Repetitive transcranial magnetic stimulation (rTMS), a non-invasive brain stimulation approach, might be a promising technique in the management of aphasia after cerebrovascular accidents (CVA). This protocol of systematic review (SR) aims to investigate the effectiveness and safety of rTMS in patients with aphasia after CVA.

Methods:

The following databases will be searched: PubMed, EMBASE, the Cochrane Central Register of Controlled Trials (CENTRAL), China National Knowledge infrastructure (CNKI), Technology Periodical Database (VIP), WanFang Data, and China Biology Medicine (CBM) from inception to August 2019. Randomized controlled trials (RCTs) investigating the effectiveness and safety of rTMS for aphasia patients after CVA will be included. Primary outcome will include Boston Diagnostic Aphasia Examination (BDAE). Secondary outcomes will include Aphasia Battery of Chinese (ABC), Aachen Aphasia Test (AAT), Aphasia Quotient (AQ), the Western Aphasia Battery (WAB), Standard Language Test of Aphasia (SLTA), Aphasia Severity Rating Scale (ASRS), Concise China Aphasia Test Scale (CCAT), Amsterdam-Nijmegen Everyday Language Test (ANELT), or other related outcomes. Adverse events such as headache, tinnitus, anxiety, fatigue, or epileptic seizure will be considered as safety measurement.

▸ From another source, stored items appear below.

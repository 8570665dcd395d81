use axum::{
    Json, Router,
    extract::rejection::{JsonRejection, QueryRejection},
    extract::{Path, Query, State},
    http::StatusCode,
    response::{IntoResponse, Response},
    routing::{get, post},
};
use chrono::{DateTime, Utc};
use serde::Deserialize;
use serde_json::json;
use tracing::{error, warn};

use parley_chat::ChatService;
use parley_db::DEFAULT_PAGE_SIZE;
use parley_types::ChatError;
use parley_types::api::{ErrorResponse, HistoryRequest, ReadReceiptRequest, SendMessageRequest};

/// `ChatError` as an HTTP response with a JSON `{"error": ...}` body.
pub struct ApiError(ChatError);

impl From<ChatError> for ApiError {
    fn from(err: ChatError) -> Self {
        Self(err)
    }
}

impl From<JsonRejection> for ApiError {
    fn from(rejection: JsonRejection) -> Self {
        Self(ChatError::invalid(rejection.body_text()))
    }
}

impl From<QueryRejection> for ApiError {
    fn from(rejection: QueryRejection) -> Self {
        Self(ChatError::invalid(rejection.body_text()))
    }
}

impl IntoResponse for ApiError {
    fn into_response(self) -> Response {
        let status = status_for(&self.0);
        if status == StatusCode::SERVICE_UNAVAILABLE {
            error!("Storage failure: {}", self.0);
        }
        let body = ErrorResponse {
            error: self.0.to_string(),
        };
        (status, Json(body)).into_response()
    }
}

pub fn status_for(err: &ChatError) -> StatusCode {
    match err {
        ChatError::InvalidArgument(_) => StatusCode::BAD_REQUEST,
        ChatError::NotFound(_) => StatusCode::NOT_FOUND,
        ChatError::PermissionDenied(_) => StatusCode::FORBIDDEN,
        ChatError::TransientStorageFailure(_) => StatusCode::SERVICE_UNAVAILABLE,
    }
}

pub fn router(service: ChatService) -> Router {
    let v1 = Router::new()
        .route(
            "/channels/{channel_id}/messages",
            get(get_messages).post(send_message),
        )
        .route(
            "/channels/{channel_id}/messages/since/{timestamp}",
            get(get_messages_since),
        )
        .route(
            "/channels/{channel_id}/messages/since-id/{message_id}",
            get(get_messages_since_id),
        )
        .route(
            "/channels/{channel_id}/messages/{message_id}/read",
            post(mark_read),
        );

    Router::new()
        .nest("/v1", v1)
        .route("/health", get(health))
        .route("/health/ready", get(ready))
        .route("/health/live", get(live))
        .with_state(service)
}

// -- Messages --

#[derive(Debug, Default, Deserialize)]
pub struct HistoryQuery {
    #[serde(default)]
    pub user_id: String,
    pub cursor: Option<String>,
    pub limit: Option<String>,
    /// RFC 3339
    pub since: Option<String>,
    pub since_id: Option<String>,
}

/// Query for the `since` and `since-id` shortcuts.
#[derive(Debug, Default, Deserialize)]
pub struct MemberQuery {
    #[serde(default)]
    pub user_id: String,
    pub limit: Option<String>,
}

/// Unparseable limits get the default page size, like out-of-range ones.
fn parse_limit(raw: Option<&str>) -> i64 {
    raw.and_then(|v| v.trim().parse().ok()).unwrap_or(DEFAULT_PAGE_SIZE)
}

async fn send_message(
    State(service): State<ChatService>,
    Path(channel_id): Path<String>,
    payload: Result<Json<SendMessageRequest>, JsonRejection>,
) -> Result<impl IntoResponse, ApiError> {
    let Json(mut req) = payload?;
    if !req.channel_id.is_empty() && req.channel_id != channel_id {
        return Err(ChatError::invalid("channel_id does not match the path").into());
    }
    req.channel_id = channel_id;
    let message = service.send_message(req).await?;
    Ok((StatusCode::CREATED, Json(message)))
}

async fn get_messages(
    State(service): State<ChatService>,
    Path(channel_id): Path<String>,
    query: Result<Query<HistoryQuery>, QueryRejection>,
) -> Result<impl IntoResponse, ApiError> {
    let Query(query) = query?;
    let since = query.since.as_deref().map(parse_timestamp).transpose()?;
    let req = HistoryRequest {
        channel_id,
        user_id: query.user_id,
        cursor: query.cursor,
        limit: parse_limit(query.limit.as_deref()),
        since,
        since_id: query.since_id,
    };
    let page = service.get_message_history(&req).await?;
    Ok(Json(page))
}

async fn get_messages_since(
    State(service): State<ChatService>,
    Path((channel_id, timestamp)): Path<(String, String)>,
    query: Result<Query<MemberQuery>, QueryRejection>,
) -> Result<impl IntoResponse, ApiError> {
    let Query(query) = query?;
    let since = parse_timestamp(&timestamp)?;
    let limit = parse_limit(query.limit.as_deref());
    let page = service
        .get_messages_since(&channel_id, &query.user_id, since, limit)
        .await?;
    Ok(Json(page))
}

async fn get_messages_since_id(
    State(service): State<ChatService>,
    Path((channel_id, message_id)): Path<(String, String)>,
    query: Result<Query<MemberQuery>, QueryRejection>,
) -> Result<impl IntoResponse, ApiError> {
    let Query(query) = query?;
    let limit = parse_limit(query.limit.as_deref());
    let page = service
        .get_messages_since_id(&channel_id, &query.user_id, &message_id, limit)
        .await?;
    Ok(Json(page))
}

async fn mark_read(
    State(service): State<ChatService>,
    Path((channel_id, message_id)): Path<(String, String)>,
    payload: Result<Json<ReadReceiptRequest>, JsonRejection>,
) -> Result<impl IntoResponse, ApiError> {
    let Json(mut req) = payload?;
    req.channel_id = channel_id;
    req.message_id = message_id;
    service.mark_message_read(&req).await?;
    Ok(StatusCode::NO_CONTENT)
}

fn parse_timestamp(value: &str) -> Result<DateTime<Utc>, ChatError> {
    DateTime::parse_from_rfc3339(value)
        .map(|t| t.with_timezone(&Utc))
        .map_err(|e| ChatError::invalid(format!("invalid timestamp '{}': {}", value, e)))
}

// -- Health --

async fn health() -> impl IntoResponse {
    Json(json!({ "status": "ok" }))
}

async fn live() -> impl IntoResponse {
    Json(json!({ "status": "alive" }))
}

async fn ready(State(service): State<ChatService>) -> Response {
    match service.health().await {
        Ok(()) => Json(json!({ "status": "ready" })).into_response(),
        Err(e) => {
            warn!("Readiness check failed: {}", e);
            (
                StatusCode::SERVICE_UNAVAILABLE,
                Json(json!({ "status": "unavailable", "error": e.to_string() })),
            )
                .into_response()
        }
    }
}
use std::fmt;
use std::str::FromStr;

use base64::Engine;
use base64::engine::general_purpose::URL_SAFE as B64;
use chrono::{DateTime, Utc};

use parley_types::ChatError;

use crate::models::from_nanos;

/// Continuation token for newest-first pagination.
///
/// On the wire it is URL-safe base64 of the decimal unix-nanosecond creation
/// time of the last message on the previous page. The next page holds
/// messages created strictly before it.
#[derive(Debug, Clone, Copy, PartialEq, Eq)]
pub struct Cursor {
    created_at_nanos: i64,
}

impl Cursor {
    pub fn from_nanos(created_at_nanos: i64) -> Self {
        Self { created_at_nanos }
    }

    pub fn nanos(&self) -> i64 {
        self.created_at_nanos
    }

    pub fn created_at(&self) -> DateTime<Utc> {
        from_nanos(self.created_at_nanos)
    }

    pub fn encode(&self) -> String {
        B64.encode(self.created_at_nanos.to_string())
    }

    pub fn decode(token: &str) -> Result<Self, ChatError> {
        let bytes = B64
            .decode(token)
            .map_err(|e| ChatError::invalid(format!("invalid cursor encoding: {}", e)))?;
        let text = std::str::from_utf8(&bytes)
            .map_err(|_| ChatError::invalid("invalid cursor encoding: not utf-8"))?;
        let nanos = text
            .parse::<i64>()
            .map_err(|e| ChatError::invalid(format!("invalid cursor timestamp: {}", e)))?;
        Ok(Self::from_nanos(nanos))
    }
}

impl fmt::Display for Cursor {
    fn fmt(&self, f: &mut fmt::Formatter<'_>) -> fmt::Result {
        f.write_str(&self.encode())
    }
}

impl FromStr for Cursor {
    type Err = ChatError;

    fn from_str(s: &str) -> Result<Self, Self::Err> {
        Self::decode(s)
    }
}

#[cfg(test)]
mod tests {
    use super::*;

    #[test]
    fn encodes_decimal_nanos() {
        let cursor = Cursor::from_nanos(1_700_000_000_000_000_000);
        assert_eq!(cursor.encode(), "MTcwMDAwMDAwMDAwMDAwMDAwMA==");
        assert_eq!(
            Cursor::decode("MTcwMDAwMDAwMDAwMDAwMDAwMA==").unwrap(),
            cursor
        );
    }

    #[test]
    fn exposes_creation_time() {
        let cursor = Cursor::from_nanos(1_700_000_000_000_000_001);
        assert_eq!(cursor.created_at().timestamp_subsec_nanos(), 1);
    }

    #[test]
    fn rejects_bad_base64() {
        let err = Cursor::decode("not base64!").unwrap_err();
        assert!(matches!(err, ChatError::InvalidArgument(_)));
    }

    #[test]
    fn rejects_non_numeric_payload() {
        let token = B64.encode("yesterday");
        let err = token.parse::<Cursor>().unwrap_err();
        assert!(matches!(err, ChatError::InvalidArgument(_)));
    }

    #[test]
    fn rejects_empty_token() {
        assert!(Cursor::decode("").is_err());
    }
}
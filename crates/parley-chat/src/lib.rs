pub mod config;
pub mod directory;
pub mod publisher;
pub mod service;

pub use config::ChatConfig;
pub use directory::{ChannelDirectory, MemoryDirectory, ShardDirectory};
pub use publisher::{BroadcastPublisher, EventPublisher, PublishError};
pub use service::ChatService;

Studies screening, data extraction, and methodological quality assessment will be performed independently by two reviewers. Meta-analysis will be conducted with Review Manager 5.3 software and R software 3.6.1.

Results:

This study will provide a high-quality synthesis of RCTs on the effectiveness and safety of rTMS as an adjuvant therapy in the treatment of aphasia.

Conclusion:

The conclusion of this study will help clinicians and patients with aphasia after CVA to make decision.

Ethics and dissemination:

No privacy health information will be collected, thus formal ethics approval is not required. The findings of this SR will be submitted to a peer-reviewed journal.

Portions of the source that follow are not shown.